//! Plain-text rendering of dashboard runs and key listings.

use crate::tracking::types::{ModelUpdate, SpendSnapshot, TrackedKeySummary};
use chrono::{DateTime, Utc};

/// Outcome of the model step of a dashboard run.
#[derive(Debug, Clone, PartialEq)]
pub enum ModelsView {
    Updated {
        update: ModelUpdate,
        /// When models were checked before this run, if ever.
        previous_check: Option<DateTime<Utc>>,
    },
    Failed(String),
}

/// Everything a single dashboard run displays.
#[derive(Debug, Clone, PartialEq)]
pub struct DashboardReport {
    pub key_preview: String,
    pub models: ModelsView,
    /// `None` when spend information couldn't be retrieved.
    pub spend: Option<SpendSnapshot>,
}

/// How close spend is to the budget limit.
#[derive(Debug, Clone, Copy, PartialEq, Eq)]
pub enum UsageLevel {
    Normal,
    Warning,
    Critical,
}

impl UsageLevel {
    pub fn from_percent(percent: f64) -> Self {
        if percent >= 90.0 {
            UsageLevel::Critical
        } else if percent >= 75.0 {
            UsageLevel::Warning
        } else {
            UsageLevel::Normal
        }
    }

    fn label(self) -> &'static str {
        match self {
            UsageLevel::Normal => "ok",
            UsageLevel::Warning => "warning",
            UsageLevel::Critical => "critical",
        }
    }
}

/// Percentage of the budget spent, or `None` without a positive budget.
pub fn usage_percent(current_spend: f64, budget_limit: Option<f64>) -> Option<f64> {
    budget_limit
        .filter(|budget| *budget > 0.0)
        .map(|budget| current_spend / budget * 100.0)
}

/// Formats a timestamp as relative time (e.g., "2m ago", "1h ago").
pub fn format_relative_time(timestamp: DateTime<Utc>, now: DateTime<Utc>) -> String {
    let duration = now.signed_duration_since(timestamp);

    if duration.num_seconds() < 60 {
        "just now".to_string()
    } else if duration.num_minutes() < 60 {
        format!("{}m ago", duration.num_minutes())
    } else if duration.num_hours() < 24 {
        format!("{}h ago", duration.num_hours())
    } else {
        format!("{}d ago", duration.num_days())
    }
}

/// Renders the full dashboard report as plain text.
pub fn render_report(report: &DashboardReport, now: DateTime<Utc>) -> String {
    let mut lines = vec![
        "CBORG Dashboard".to_string(),
        format!("API Key: {}", report.key_preview),
        String::new(),
    ];

    match &report.models {
        ModelsView::Updated {
            update,
            previous_check,
        } => render_models(&mut lines, update, *previous_check, now),
        ModelsView::Failed(error) => {
            lines.push(format!("Error fetching models: {}", error));
            lines.push(String::new());
        }
    }

    match report.spend.as_ref().filter(|s| s.current_spend.is_some()) {
        Some(spend) => render_spend(&mut lines, spend),
        None => {
            lines.push("== Spending Information ==".to_string());
            lines.push("Unable to retrieve spending information".to_string());
            lines.push("This may indicate an API issue or permissions problem.".to_string());
        }
    }

    join_lines(&lines)
}

fn render_models(
    lines: &mut Vec<String>,
    update: &ModelUpdate,
    previous_check: Option<DateTime<Utc>>,
    now: DateTime<Utc>,
) {
    let last_check = previous_check
        .map(|ts| format_relative_time(ts, now))
        .unwrap_or_else(|| "First check".to_string());

    lines.push("== Model Summary ==".to_string());
    lines.push(format!("Total Models: {}", update.total_count));
    lines.push(format!("  New Models: {}", update.new_models.len()));
    lines.push(format!("  Last Check: {}", last_check));
    lines.push(String::new());

    if update.new_models.is_empty() {
        lines.push("No new models since last check".to_string());
    } else {
        lines.push("== New Models ==".to_string());
        lines.extend(numbered(&update.new_models));
    }
    lines.push(String::new());

    lines.push("== All Available Models ==".to_string());
    lines.extend(numbered(&update.all_models));
    lines.push(String::new());
}

fn render_spend(lines: &mut Vec<String>, spend: &SpendSnapshot) {
    let current = spend.current_spend.unwrap_or_default();

    lines.push("== Spending Information ==".to_string());
    lines.push(format!("Current Spend: ${:.2}", current));

    if let Some(budget) = spend.budget_limit.filter(|b| *b != 0.0) {
        lines.push(format!(" Budget Limit: ${:.2}", budget));
        if let Some(remaining) = spend.remaining {
            lines.push(format!("    Remaining: ${:.2}", remaining));
        }
        let percent = usage_percent(current, Some(budget)).unwrap_or_default();
        let level = UsageLevel::from_percent(percent);
        lines.push(format!("        Usage: {:.1}% ({})", percent, level.label()));
    }

    if let Some(alias) = &spend.key_alias {
        lines.push(format!("    Key Alias: {}", alias));
    }
    if let Some(reset) = &spend.reset_date {
        lines.push(format!("   Reset Date: {}", reset));
    }
}

fn numbered(models: &[String]) -> impl Iterator<Item = String> + '_ {
    models
        .iter()
        .enumerate()
        .map(|(i, model)| format!("{:>4}  {}", i + 1, model))
}

fn join_lines(lines: &[String]) -> String {
    let mut out = lines.join("\n");
    out.push('\n');
    out
}

/// Renders one line per tracked key, most recently updated first.
pub fn render_key_list(keys: &[TrackedKeySummary], now: DateTime<Utc>) -> String {
    if keys.is_empty() {
        return "No tracked API keys\n".to_string();
    }

    let mut lines = vec![format!("Tracked API keys: {}", keys.len())];
    lines.extend(keys.iter().map(|key| {
        format!(
            "  {}  {} models  first seen {}  updated {}",
            key.preview,
            key.model_count,
            key.first_seen.format("%Y-%m-%d"),
            format_relative_time(key.last_updated, now)
        )
    }));
    join_lines(&lines)
}

#[cfg(test)]
#[path = "tests/report_tests.rs"]
mod tests;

The task
Lines above that include the string "Failed" need to be copied.

Written response
    Failed(String),
        ModelsView::Failed(error) => {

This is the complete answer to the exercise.